🤖 AI Summary
To address the challenges of long-text modeling and poor interpretability in automated academic paper peer review, this paper proposes a graph-structured document representation method: papers are modeled as semantic graphs, and cross-paragraph key units are adaptively extracted based on semantic connectivity and paragraph-level contribution. A collaborative GNN-LLM architecture is then introduced to generate review comments while enabling multi-task transfer (e.g., question answering and summarization). This approach alleviates reliance on excessively long LLM inputs, significantly improving both computational efficiency and modeling accuracy. Empirical evaluation demonstrates an average 58.72% improvement over state-of-the-art baselines across multiple metrics. Notably, the method achieves substantial gains in review quality, consistency, and interpretability—enabling transparent, fine-grained justification of review decisions through the learned graph structure.
📝 Abstract
Generating a review for an academic research paper is a complex task that requires a deep understanding of the document's content and the interdependencies between its sections. It demands not only insight into technical details but also an appreciation of the paper's overall coherence and structure. Recent methods have predominantly focused on fine-tuning large language models (LLMs) to address this challenge. However, they often overlook the computational and performance limitations imposed by long input token lengths. To address this, we introduce AutoRev, an Automatic Peer Review System for Academic Research Papers.
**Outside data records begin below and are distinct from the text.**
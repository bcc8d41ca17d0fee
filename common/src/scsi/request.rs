//! The SCSI Request data model (spec section 3).

use super::constants::status;
use super::sense::ShortSense;

pub const CDB_BUF_SIZE: usize = 16;

/// Data-transfer direction implied by the opcode.
#[derive(Debug, Clone, Copy, PartialEq, Eq)]
pub enum XferDir {
    /// TEST_UNIT_READY and friends: no data phase.
    None,
    /// READ, INQUIRY, MODE_SENSE, ...: data flows device -> host.
    FromDevice,
    /// MODE_SELECT, ...: data flows host -> device.
    ToDevice,
}

/// Lifecycle state of an in-flight SCSI request.
#[derive(Debug, Clone, Copy, PartialEq, Eq)]
pub enum ReqState {
    Idle,
    Running,
    Complete,
    Canceled,
    /// Cancelled while the target was mid-`target_reset`; the completion
    /// callback is suppressed and `target_reset` finalizes once this
    /// request is released (spec section 4.1, "asynchronous read
    /// cancellation").
    Disposed,
}

/// A single outstanding SCSI command, owned by the MSD layer for the
/// duration of one CBW/CSW cycle and submitted to the `ScsiTarget`.
#[derive(Debug, Clone)]
pub struct ScsiRequest {
    pub cdb: [u8; CDB_BUF_SIZE],
    pub cdb_len: usize,
    pub tag: u32,
    pub lun: u32,

    /// Data staged for a TO_DEVICE command (e.g. MODE_SELECT parameter
    /// data) or the buffer a FROM_DEVICE command fills.
    pub buf: Vec<u8>,

    pub state: ReqState,
    pub xfer_dir: XferDir,

    /// Logical block address, set by READ-family commands.
    pub lba: u64,
    /// Block count, set by READ-family commands.
    pub count: u64,
    /// Byte offset into the backing stream (`lba * block_size`).
    pub offset: u64,
    /// Requested byte length for the data phase.
    pub req_len: u64,

    /// Bytes actually produced once the command completes.
    pub in_len: u64,
    /// SCSI status byte.
    pub status: u8,
    /// Sense attached to this completion, if status is CHECK_CONDITION.
    pub sense: ShortSense,

    /// Set by `dispatch` when this request needs an asynchronous backing-
    /// stream read before it can complete; `state` is left `Running` in
    /// this case and the MSD layer is responsible for driving the read
    /// (spec section 4.1, "Submission contract").
    pub needs_async_read: bool,
}

impl ScsiRequest {
    /// Build a fresh request for a newly parsed CBW.
    pub fn new(cdb: &[u8], cdb_len: usize, tag: u32, lun: u32) -> Self {
        let mut buf = [0u8; CDB_BUF_SIZE];
        let n = cdb_len.min(CDB_BUF_SIZE).min(cdb.len());
        buf[..n].copy_from_slice(&cdb[..n]);
        Self {
            cdb: buf,
            cdb_len,
            tag,
            lun,
            buf: Vec::new(),
            state: ReqState::Idle,
            xfer_dir: XferDir::None,
            lba: 0,
            count: 0,
            offset: 0,
            req_len: 0,
            in_len: 0,
            status: status::GOOD,
            sense: ShortSense::NO_SENSE,
            needs_async_read: false,
        }
    }

    pub fn opcode(&self) -> u8 {
        self.cdb[0]
    }

    /// Mark the request complete with GOOD status and the given in-band
    /// response bytes.
    pub fn complete_good(&mut self, data: Vec<u8>) {
        self.in_len = data.len() as u64;
        self.buf = data;
        self.status = status::GOOD;
        self.state = ReqState::Complete;
    }

    /// Mark the request complete with GOOD status and no data phase.
    pub fn complete_good_no_data(&mut self) {
        self.in_len = 0;
        self.status = status::GOOD;
        self.state = ReqState::Complete;
    }

    /// Mark the request complete with CHECK CONDITION and the given sense.
    /// Per spec section 4.1, a check condition carries no data-in.
    pub fn complete_check_condition(&mut self, sense: ShortSense) {
        self.in_len = 0;
        self.status = status::CHECK_CONDITION;
        self.sense = sense;
        self.state = ReqState::Complete;
    }

    /// Arm an asynchronous read at `offset` for `len` bytes; leaves the
    /// request `Running` for the MSD layer to drive to completion.
    pub fn arm_async_read(&mut self, offset: u64, len: u64) {
        self.offset = offset;
        self.req_len = len;
        self.xfer_dir = XferDir::FromDevice;
        self.needs_async_read = true;
        self.state = ReqState::Running;
    }

    /// Finalize an armed read once the backing stream has produced bytes
    /// (or an empty vector on I/O failure, per the IOError short-read
    /// policy in spec section 7).
    pub fn complete_read(&mut self, data: Vec<u8>) {
        self.in_len = data.len() as u64;
        self.buf = data;
        self.status = status::GOOD;
        self.needs_async_read = false;
        self.state = ReqState::Complete;
    }
}
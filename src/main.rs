mod audio;
mod config;
mod controller;
mod error;
mod logging;
mod model;
mod view;

use std::io;
use std::sync::Arc;
use anyhow::Result;
use std::time::Duration;
use tokio::sync::Mutex;
use crossterm::{
    event::{self, Event},
    execute,
    terminal::{disable_raw_mode, enable_raw_mode, EnterAlternateScreen, LeaveAlternateScreen},
};
use ratatui::{backend::CrosstermBackend, Terminal};

use view::AppView;
use audio::RodioDevice;
use config::AppConfig;
use controller::AppController;
use model::{AppModel, JsonLibrary, ProxyDelivery};

#[tokio::main]
async fn main() -> Result<()> {
    if let Err(e) = logging::init_logging() {
        eprintln!("Warning: Failed to initialize logging: {}", e);
    }

    tracing::info!("=== tunebox starting ===");

    let config = AppConfig::load()?;
    let library = Arc::new(JsonLibrary::open(config.library_path.clone())?);
    let (device, device_events) = RodioDevice::spawn(config.default_volume)?;

    let delivery = Arc::new(ProxyDelivery::new(config.asset_base_url.clone()));
    let model = Arc::new(Mutex::new(AppModel::new(&config, delivery)));
    let controller = AppController::new(
        model.clone(),
        Arc::new(device),
        library,
        config.playback.clone(),
    );

    controller.start_device_event_listener(device_events);

    // Library and resume bootstrap load in the background while the UI comes up
    let controller_for_init = controller.clone();
    tokio::spawn(async move {
        controller_for_init.load_library().await;
    });

    tracing::info!("Starting TUI...");

    enable_raw_mode()?;
    let mut stdout = io::stdout();
    execute!(stdout, EnterAlternateScreen)?;
    let backend = CrosstermBackend::new(stdout);
    let mut terminal = Terminal::new(backend)?;

    let res = run_app(&mut terminal, model, controller.clone()).await;

    // Restore terminal
    disable_raw_mode()?;
    execute!(terminal.backend_mut(), LeaveAlternateScreen)?;
    terminal.show_cursor()?;

    if let Err(err) = res {
        tracing::error!(error = ?err, "Application error");
    }

    controller.close_player().await;
    tracing::info!("tunebox shutting down");
    Ok(())
}

async fn run_app(
    terminal: &mut Terminal<CrosstermBackend<io::Stdout>>,
    model: Arc<Mutex<AppModel>>,
    controller: AppController,
) -> io::Result<()> {
    loop {
        let should_quit = {
            let mut model_guard = model.lock().await;

            // Auto-clear old errors (after 5 seconds)
            model_guard.auto_clear_old_errors();

            terminal.draw(|f| AppView::render(f, &model_guard))?;
            model_guard.should_quit()
        };

        if should_quit {
            break;
        }

        // Handle input with shorter poll time for smoother UI updates
        if event::poll(Duration::from_millis(50))? {
            if let Event::Key(key) = event::read()? {
                if let Err(e) = controller.handle_key_event(key).await {
                    tracing::warn!(error = %e, "Key handling failed");
                }
            }
        }
    }

    Ok(())
}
Our novel framework represents an academic document as a graph, enabling the extraction of the most critical passages that contribute significantly to the review. This graph-based approach demonstrates effectiveness for review generation and is potentially adaptable to various downstream tasks, such as question answering, summarization, and document representation. When applied to review generation, our method outperforms SOTA baselines by an average of 58.72% across all evaluation metrics. We hope that our work will stimulate further research in applying graph-based extraction techniques to other downstream tasks in NLP. We plan to make our code public upon acceptance.